Illiterate students will be described as “developing’’ their reading skills in a politically correct watering down of NAPLAN test reports to remove references to underperformance. Catholic schools in NSW are fighting radical reforms to the national literacy and numeracy tests, warning that new reporting rules will fail to identify thousands of struggling students who need urgent help with basic reading, writing and maths. Online testing, earlier exam dates and simplified reports are among the biggest changes in 15 years to the National Assessment Program Literacy and Numeracy, to be considered by federal, state and territory education ministers. Ministers had already agreed to move the usual May tests to start on March 15 this year, with all pen-and-paper testing replaced with interactive online exams.
Other changes proposed by the Australian Curriculum Assessment and Reporting Authority (ACARA) mean this year’s results cannot be compared to the past 14 years of data – making it much harder for parents or teachers to track the impact of school disruptions during the Covid-19 pandemic. ACARA wants to simplify the way it reports student results to parents and schools, by scrapping the categories of “below national minimum standard (NMS) and “at NMS”. Instead, it proposes four new achievement standards on the NAPLAN report card sent home to parents: developing, approaching proficient, proficient and highly proficient. ACARA’s existing definition of “below NMS” states that students “are at risk of being unable to progress satisfactorily at school without targeted intervention’’.

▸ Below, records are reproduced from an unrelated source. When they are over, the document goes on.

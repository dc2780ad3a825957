mod federal_state;
mod tax_class;
mod tax_parameters;
mod user_data;
mod vehicle;

use thiserror::Error;

pub use federal_state::FederalState;
pub use tax_class::TaxClass;
pub use tax_parameters::TaxParameters;
pub use user_data::{DEFAULT_PROFILE_NAME, ProfileUpdate, UserData, UserProfile};
pub use vehicle::{CoPaymentPolicy, TaxationType, Vehicle};

/// Errors raised when parsing enumerated profile or vehicle fields from text.
#[derive(Debug, Error, Clone, PartialEq, Eq)]
pub enum ParseError {
    #[error("unknown tax class '{0}' (expected 1-6 or I-VI)")]
    TaxClass(String),

    #[error("unknown federal state '{0}'")]
    FederalState(String),

    #[error("unknown taxation type '{0}' (expected full, hybrid or electric)")]
    TaxationType(String),
}
pub mod calculations;
pub mod codec;
pub mod db;
pub mod models;
pub mod service;

pub use calculations::CalculationError;
pub use db::repository::{ConfigRepository, ConfigSnapshot, RepositoryError};
pub use models::*;
pub use service::{ProfileService, ServiceError};
use async_trait::async_trait;

use dienstwagen_core::db::{ConfigRepository, DbConfig, RepositoryError, RepositoryFactory};

use crate::repository::SqliteRepository;

/// Opens [`SqliteRepository`] stores for the `"sqlite"` backend.
///
/// ```rust,no_run
/// use dienstwagen_core::db::RepositoryRegistry;
/// use dienstwagen_db_sqlite::SqliteRepositoryFactory;
///
/// let mut registry = RepositoryRegistry::new();
/// registry.register(Box::new(SqliteRepositoryFactory));
/// ```
pub struct SqliteRepositoryFactory;

#[async_trait]
impl RepositoryFactory for SqliteRepositoryFactory {
    fn backend_name(&self) -> &'static str {
        "sqlite"
    }

    /// `config.connection_string` is a file path (created when missing), a
    /// `sqlite:` URL or `:memory:`. The schema is migrated before returning.
    async fn create(
        &self,
        config: &DbConfig,
    ) -> Result<Box<dyn ConfigRepository>, RepositoryError> {
        let repo = SqliteRepository::new(&config.connection_string)
            .await
            .map_err(|e| RepositoryError::Connection(format!("{e:#}")))?;
        repo.run_migrations()
            .await
            .map_err(|e| RepositoryError::Database(format!("{e:#}")))?;
        Ok(Box::new(repo))
    }
}
use async_trait::async_trait;
use serde::{Deserialize, Serialize};
use thiserror::Error;
use uuid::Uuid;

use crate::models::{UserProfile, Vehicle};

#[derive(Debug, Error, Clone, PartialEq, Eq)]
pub enum RepositoryError {
    #[error("Record not found")]
    NotFound,

    #[error("Database error: {0}")]
    Database(String),

    #[error("Connection error: {0}")]
    Connection(String),

    #[error("Configuration error: {0}")]
    Configuration(String),
}

/// Everything a repository stores, in stored order.
#[derive(Debug, Clone, Default, PartialEq, Eq, Serialize, Deserialize)]
#[serde(rename_all = "camelCase")]
pub struct ConfigSnapshot {
    pub profiles: Vec<UserProfile>,
    pub active_profile_id: Option<Uuid>,
    pub vehicles: Vec<Vehicle>,
}

impl ConfigSnapshot {
    pub fn active_profile(&self) -> Option<&UserProfile> {
        let id = self.active_profile_id?;
        self.profiles.iter().find(|p| p.id == id)
    }
}

/// Storage for profiles, the active profile selection and vehicles.
///
/// Listing methods return records in insertion order; replacing a record
/// with [`put_profile`](Self::put_profile) or [`put_vehicle`](Self::put_vehicle)
/// keeps its position.
#[async_trait]
pub trait ConfigRepository: Send + Sync {
    // Profiles
    async fn list_profiles(&self) -> Result<Vec<UserProfile>, RepositoryError>;
    async fn get_profile(&self, id: Uuid) -> Result<UserProfile, RepositoryError>;
    async fn put_profile(&self, profile: &UserProfile) -> Result<(), RepositoryError>;
    async fn delete_profile(&self, id: Uuid) -> Result<(), RepositoryError>;

    // Active profile
    async fn get_active_profile_id(&self) -> Result<Option<Uuid>, RepositoryError>;
    async fn set_active_profile_id(&self, id: Option<Uuid>) -> Result<(), RepositoryError>;

    // Vehicles
    async fn list_vehicles(&self) -> Result<Vec<Vehicle>, RepositoryError>;
    async fn get_vehicle(&self, id: Uuid) -> Result<Vehicle, RepositoryError>;
    async fn put_vehicle(&self, vehicle: &Vehicle) -> Result<(), RepositoryError>;
    async fn delete_vehicle(&self, id: Uuid) -> Result<(), RepositoryError>;

    /// Replaces the whole store. Either every record is replaced or none is.
    async fn replace_all(&self, snapshot: &ConfigSnapshot) -> Result<(), RepositoryError>;

    async fn snapshot(&self) -> Result<ConfigSnapshot, RepositoryError> {
        Ok(ConfigSnapshot {
            profiles: self.list_profiles().await?,
            active_profile_id: self.get_active_profile_id().await?,
            vehicles: self.list_vehicles().await?,
        })
    }
}
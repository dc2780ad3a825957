//! SQLite storage for profiles, the active profile selection and vehicles.

mod factory;
pub mod repository;

pub use factory::SqliteRepositoryFactory;
pub use repository::SqliteRepository;
//! Reduce the members of one cluster into a single [`ConsensusSpectrum`](crate::spectrum::ConsensusSpectrum)
//! by accumulating peaks on a fixed-width m/z grid and keeping only those bins that enough
//! members contributed to.
//!
//! ```
//! use mzconsensus::binning::{combine_bin_mean, BinningParameters};
//! use mzconsensus::spectrum::PeakList;
//!
//! let members: Vec<PeakList> = (1..=4)
//!     .map(|i| PeakList::new("1", format!("scan={i}"), 600.0, 2, vec![500.0], vec![10.0 * i as f32]))
//!     .collect();
//! let consensus = combine_bin_mean(&members, &BinningParameters::default()).unwrap();
//! assert_eq!(consensus.intensity_array, vec![25.0]);
//! ```
use thiserror::Error;

mod accumulator;
mod combine;
mod grid;

pub use accumulator::BinAccumulator;
pub use combine::{combine_bin_mean, BinningParameters, QuorumPolicy};
pub use grid::BinGrid;

/// Failures that are scoped to a single cluster, or to the binning configuration
#[derive(Debug, Error, Clone, PartialEq)]
pub enum ConsensusError {
    #[error("Cannot build a consensus spectrum from an empty cluster")]
    EmptyCluster,
    #[error("Not all precursor charges in cluster {cluster_id} are equal: {charges:?}")]
    InconsistentCharge {
        cluster_id: String,
        charges: Vec<i32>,
    },
    #[error("Invalid bin grid: {0}")]
    InvalidBinGrid(String),
}

impl ConsensusError {
    /// The cluster this error refers to, if any
    pub fn cluster_id(&self) -> Option<&str> {
        match self {
            Self::InconsistentCharge { cluster_id, .. } => Some(cluster_id),
            Self::EmptyCluster | Self::InvalidBinGrid(_) => None,
        }
    }
}
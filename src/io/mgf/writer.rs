use std::io::{self, prelude::*, BufWriter};

use crate::io::traits::ConsensusWriter;
use crate::spectrum::ConsensusSpectrum;

/// Writes [`ConsensusSpectrum`]s as MGF records, one at a time.
///
/// Each record carries the cluster identifier as its title, the mean precursor
/// m/z and the shared precursor charge, followed by the retained peaks in ascending
/// m/z order. Numbers are written with their shortest round-trip representation.
pub struct MGFWriterType<W: io::Write> {
    pub handle: io::BufWriter<W>,
    pub offset: usize,
}

impl<W: io::Write> MGFWriterType<W> {
    pub fn new(file: W) -> MGFWriterType<W> {
        let handle = io::BufWriter::with_capacity(1 << 16, file);
        MGFWriterType { handle, offset: 0 }
    }

    /// The number of records written so far
    pub fn len(&self) -> usize {
        self.offset
    }

    pub fn is_empty(&self) -> bool {
        self.offset == 0
    }

    pub fn into_inner(self) -> BufWriter<W> {
        self.handle
    }

    /// Write a spectrum header `KEY=value`
    pub fn write_kv(&mut self, key: &str, value: &str) -> io::Result<()> {
        self.handle.write_all(key.as_bytes())?;
        self.handle.write_all(b"=")?;
        self.handle.write_all(value.as_bytes())?;
        self.handle.write_all(b"\n")?;
        Ok(())
    }

    fn format_charge(charge: i32) -> String {
        if charge < 0 {
            format!("{}-", charge.unsigned_abs())
        } else {
            format!("{charge}+")
        }
    }

    /// Write the header of a spectrum, everything after `BEGIN IONS` and before
    /// the peak list.
    pub fn write_header(&mut self, spectrum: &ConsensusSpectrum) -> io::Result<()> {
        self.write_kv("TITLE", &spectrum.cluster_id)?;
        self.write_kv("PEPMASS", &spectrum.precursor_mz.to_string())?;
        self.write_kv("CHARGE", &Self::format_charge(spectrum.precursor_charge))?;
        Ok(())
    }

    /// Write the peak list of a spectrum, everything until the `END IONS`
    pub fn write_peaks(&mut self, spectrum: &ConsensusSpectrum) -> io::Result<()> {
        for (mz, intensity) in spectrum.iter() {
            self.handle.write_all(mz.to_string().as_bytes())?;
            self.handle.write_all(b" ")?;
            self.handle.write_all(intensity.to_string().as_bytes())?;
            self.handle.write_all(b"\n")?;
        }
        Ok(())
    }

    /// Write a spectrum from start to finish, followed by a blank separator line
    pub fn write(&mut self, spectrum: &ConsensusSpectrum) -> io::Result<usize> {
        if spectrum.is_empty() {
            log::debug!(
                "Writing consensus spectrum for cluster {} with no peaks",
                spectrum.cluster_id
            );
        }
        self.handle.write_all(b"BEGIN IONS\n")?;
        self.write_header(spectrum)?;
        self.write_peaks(spectrum)?;
        self.handle.write_all(b"END IONS\n\n")?;
        self.offset += 1;
        Ok(1)
    }
}

impl<W: io::Write> ConsensusWriter for MGFWriterType<W> {
    fn write(&mut self, spectrum: &ConsensusSpectrum) -> io::Result<usize> {
        MGFWriterType::write(self, spectrum)
    }

    fn flush(&mut self) -> io::Result<()> {
        self.handle.flush()
    }
}

pub type MGFWriter<W> = MGFWriterType<W>;
use crate::spectrum::PeakList;

use super::grid::BinGrid;

/// Per-bin running sums for one cluster.
///
/// Every in-range peak adds to its bin's m/z sum, intensity sum and peak count.
/// Separately, each bin counts how many distinct members reached it, which is
/// what the quorum is tested against. Each cluster gets its own accumulator,
/// dropped once the consensus arrays have been extracted.
#[derive(Debug, Clone)]
pub struct BinAccumulator {
    grid: BinGrid,
    intensity_sums: Vec<f64>,
    mz_sums: Vec<f64>,
    peak_counts: Vec<u32>,
    member_counts: Vec<u32>,
    /// 1-based ordinal of the last member to reach each bin, 0 if none has
    last_member: Vec<u32>,
    n_members: u32,
}

impl BinAccumulator {
    pub fn new(grid: BinGrid) -> Self {
        let n = grid.len();
        Self {
            grid,
            intensity_sums: vec![0.0; n],
            mz_sums: vec![0.0; n],
            peak_counts: vec![0; n],
            member_counts: vec![0; n],
            last_member: vec![0; n],
            n_members: 0,
        }
    }

    /// Add every in-range peak of `peak_list` as one more member, returning how
    /// many of its peaks fell on the grid. Peaks outside the grid are dropped.
    pub fn add_peak_list(&mut self, peak_list: &PeakList) -> usize {
        self.n_members += 1;
        let member = self.n_members;
        let mut n_added = 0;
        for (mz, intensity) in peak_list.iter() {
            let Some(bin) = self.grid.bin_index(mz) else {
                continue;
            };
            self.peak_counts[bin] += 1;
            self.intensity_sums[bin] += intensity as f64;
            self.mz_sums[bin] += mz;
            if self.last_member[bin] != member {
                self.last_member[bin] = member;
                self.member_counts[bin] += 1;
            }
            n_added += 1;
        }
        n_added
    }

    /// The number of distinct members that contributed to `bin`
    pub fn members(&self, bin: usize) -> u32 {
        self.member_counts.get(bin).copied().unwrap_or_default()
    }

    /// The number of peaks that landed in `bin`
    pub fn peaks(&self, bin: usize) -> u32 {
        self.peak_counts.get(bin).copied().unwrap_or_default()
    }

    /// The mean `(m/z, intensity)` over the peaks in `bin`, if at least `quorum`
    /// distinct members contributed to it.
    #[inline]
    pub fn resolve(&self, bin: usize, quorum: u32) -> Option<(f64, f32)> {
        let members = self.members(bin);
        if members == 0 || members < quorum {
            return None;
        }
        let n = self.peak_counts[bin] as f64;
        Some((self.mz_sums[bin] / n, (self.intensity_sums[bin] / n) as f32))
    }

    /// Collect the bins meeting `quorum` into parallel, ascending m/z and intensity arrays
    pub fn into_arrays(self, quorum: u32) -> (Vec<f64>, Vec<f32>) {
        let (mz_array, intensity_array) = (0..self.member_counts.len())
            .filter_map(|bin| self.resolve(bin, quorum))
            .unzip();
        (mz_array, intensity_array)
    }
}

The proposed “developing” category of the poorest performers waters down the description to: “The student has not demonstrated that they have achieved the learning outcomes expected and may need additional support to continue progressing satisfactorily’’. ACARA, a taxpayer-funded agency, refused to release its reform recommendations, citing confidentiality. But organisations briefed by ACARA have raised concerns about the abolition of “minimum standards”, and the break in reporting students’ achievement over time. In a letter to ACARA, Catholic Schools NSW chief executive Dallas McInerney warned against “losing sight of the most at-risk students’’. He estimated that ACARA would categorise 10% of Year 9 students as “developing” their writing skills, a figure lower than the actual 14.3% of students who fell below the national minimum standard in 2022.
“In Year 9 writing, around 12,000 students will be designated as no longer ‘at risk’ after the proposed changes are introduced,’’ Mr McInerney wrote. ACARA also plans to get rid of the 10 bands of achievement – a confusing measurement spanning the lowest Band 1 in Year 3 to the highest Band 10 in Year 9. Instead, the four new proficiency levels will be applied to each year level, making a student’s achievement clearer to parents. Mr McInerney said he feared education ministers would “sleepwalk into throwing out a significant amount of rich educational data’’ by accepting changes that mean data cannot be compared to previous years. “They need to tap the brakes and think long and hard before they make a decision,’’ he said. “In a time of falling learning outcomes, we should be putting the microscope closer to the problem, not pulling it back.’’
Centre for Independent Studies education program director Glenn Fahey said the “developing’’ descriptor did not make it clear to parents that their child was “well below proficiency’’. “The minimum standard is a really low level of achievement and it doesn’t equal satisfactory,’’ Mr Fahey said. Last 10 years has seen ‘a drop’ in school attendance rates ‘across the board’. ACARA wants to change its reporting method this year to coincide with the earlier test date – meaning children sit the test with two months less learning – and the transition to online testing that adapts questions to each child’s ability. Many students who struggled with the old pen-and-paper tests simply failed to answer the questions – but educators have found they are more likely to complete online tests with tailored questions to measure their knowledge.
Mr McInerney has warned ACARA the new reporting regime will prevent longitudinal analysis for several years and “interrupt numerous policy and program evaluations”. “A huge range of programs at both the system and school level are evaluated based on viewing NAPLAN results over time, and so an unnecessary time break would substantially set back program and school improvement efforts,’’ he wrote. Mr McInerney, who runs the biggest Catholic school organisation in Australia, has been publicly touted to fill a NSW Liberal Party vacancy in the Senate triggered by the death of Jim Molan, but has not sought preselection. An ACARA spokesperson said an independent review of NAPLAN in 2020 had argued that the existing national minimum standard was not set at a “challenging enough” level. “Options for ministers to consider provide more challenging but reasonable standards reported in a clear, easy to understand way,’’ the spokesperson said.
“They will identify those students whose results indicate they are likely to need additional support in order to progress satisfactorily. These options have been developed in consultation with expert teachers, education authorities and parents.’’ Federal Education Minister Jason Clare would not say if he supported ACARA’s proposals. NSW Education Minister Sarah Mitchell said she would raise the concerns of stakeholders, including Catholic Schools NSW, with her interstate colleagues. She said NAPLAN must be a “rigorous and modern national diagnostic test that is timely for teachers and helpful for parents’’. Queensland Education Minister Grace Grace said she would “carefully consider all the options’’. Victorian Education Minister Natalie Hutchins said ministers would discuss “how we make NAPLAN more useful for teachers and parents to support students’ education’’.